In this series of posts I am commenting on an article sent to me by a member of the studio audience. These are, in a sense, notes written in the margin as it were as I highlight passages in the article and explain my agreement or disagreement.
I am looking at some principles of what reason is thought to require that Smith presented in the article. In Part 8, I argued that a desire-as-end that P and a belief that bringing about Q will bring about P only generates a belief in a desire-as-means that Q. An actual desire-as-means that Q requires that the belief is true.
Another principle that Smith mentions is:
If someone has an intrinsic desire that p, then either p itself is suitably universal, or satisfying the desire that p is consistent with satisfying desires whose contents are themselves suitably universal.
I have never encountered a reason to limit the range of propositions that can be the object of a desire.
Beliefs and desires are both propositional attitudes. They both exist in the brain as a consequence of the brain evolving in such a way that interaction with the external world changes the structure of the brain. This is how beliefs became possible – and how desires became malleable. Both are examples of changes in brain structure as a result of experience, tending to give individuals those beliefs and desires relevant to surviving in that particular environment.
At this point, I have not seen any reason why the range of possible desires cannot be as broad as the range of possible beliefs. If an agent can believe that P, then he can desire that P.
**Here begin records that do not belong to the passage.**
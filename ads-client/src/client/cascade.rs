//! Derives the next tier of subscriptions from received resources.
//!
//! Clusters discovered through EDS name the endpoints to fetch; HTTP
//! connection managers using RDS name the route configurations to fetch.
//! Names are deduplicated and sorted so requests are reproducible.

use std::collections::BTreeSet;

use crate::resource::{ClusterResource, ListenerResource};

/// Endpoint names to request for `clusters`.
pub fn endpoint_names<R: ClusterResource>(clusters: &[R]) -> Vec<String> {
    clusters
        .iter()
        .filter_map(ClusterResource::endpoint_name)
        .map(str::to_owned)
        .collect::<BTreeSet<_>>()
        .into_iter()
        .collect()
}

/// Route configuration names to request for `listeners`.
pub fn route_names<R: ListenerResource>(listeners: &[R]) -> Vec<String> {
    listeners
        .iter()
        .flat_map(ListenerResource::route_config_names)
        .collect::<BTreeSet<_>>()
        .into_iter()
        .collect()
}
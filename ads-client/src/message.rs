//! Crate-owned ADS message types.
//!
//! These types are schema-agnostic and serve as the interface between the
//! session logic and the codec layer. Each codec converts them to and from
//! one revision of the envoy wire schema.

use bytes::Bytes;
use serde_json::{Map, Value};

/// A discovery request to send to the control plane.
#[derive(Debug, Clone, Copy)]
pub struct DiscoveryRequest<'a> {
    /// The version_info of the most recent response of this type, or empty.
    pub version_info: &'a str,
    /// The node making the request.
    pub node: &'a Node,
    /// Resource names to subscribe to. Empty means wildcard.
    pub resource_names: &'a [String],
    /// Type URL of the resource being requested.
    pub type_url: &'a str,
    /// The nonce of the most recent response of this type, or empty for the
    /// first request of the type.
    pub response_nonce: &'a str,
}

/// A discovery response from the control plane.
#[derive(Debug, Clone, Default)]
pub struct DiscoveryResponse {
    /// The version of the response data.
    pub version_info: String,
    /// The response resources wrapped as Any envelopes.
    pub resources: Vec<ResourceAny>,
    /// Type URL of the response.
    pub type_url: String,
    /// Nonce for this response, echoed back in the acknowledgment.
    pub nonce: String,
}

/// A resource wrapped as google.protobuf.Any.
#[derive(Debug, Clone, PartialEq, Eq)]
pub struct ResourceAny {
    /// Type URL of the resource.
    pub type_url: String,
    /// Serialized resource bytes.
    pub value: Bytes,
}

/// Node identification sent with every request.
///
/// A `Node` is immutable once built; the control plane keys its per-client
/// state on `id`, so it never changes during a session.
#[derive(Debug, Clone, PartialEq, Default)]
pub struct Node {
    /// An opaque node identifier.
    pub id: String,
    /// Free-form metadata, encoded as a protobuf `Struct`.
    pub metadata: Map<String, Value>,
}

impl Node {
    /// Create a node with the given id and no metadata.
    pub fn new(id: impl Into<String>) -> Self {
        Self {
            id: id.into(),
            metadata: Map::new(),
        }
    }

    /// Set the node metadata.
    pub fn with_metadata(mut self, metadata: Map<String, Value>) -> Self {
        self.metadata = metadata;
        self
    }
}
This is not to say that such desires are common. As I said above, nature has given us dispositions to desire those thing that have, in the past, caused us to create and preserve genetic replicas of ourselves. We are strongly disposed acquire an aversion to pain, hunger, and thirst, and to have a desire for sex. Those amateurs who think that this precludes homosexuality need to study a little biology.
The fact that nature will tend to channel our desires in a particular direction does not challenge the thesis that the range of possible desires is as broad as the range of possible beliefs. In addition, our disposition to believe might also be channeled.
Perhaps philosophers have found reason to hold that all propositions must be suitably universal, so this condition of suitable universality applies as much to what can be believed as to what can be desired. Perhaps there is an argument for it that I am simply not familiar with.
Part of the difficulty that I have with this pertains to the use of the term suitably. Suitable for what end? This would seem to invite all manner of question-begging. There may be an argument somewhere that gives more precise detail. However, until I have found out what that argument is, suitably universal remains unsuitably vague.
Until then, I hold that the range of propositions P that can be the object of a desire is as broad as the range of propositions that one can believe.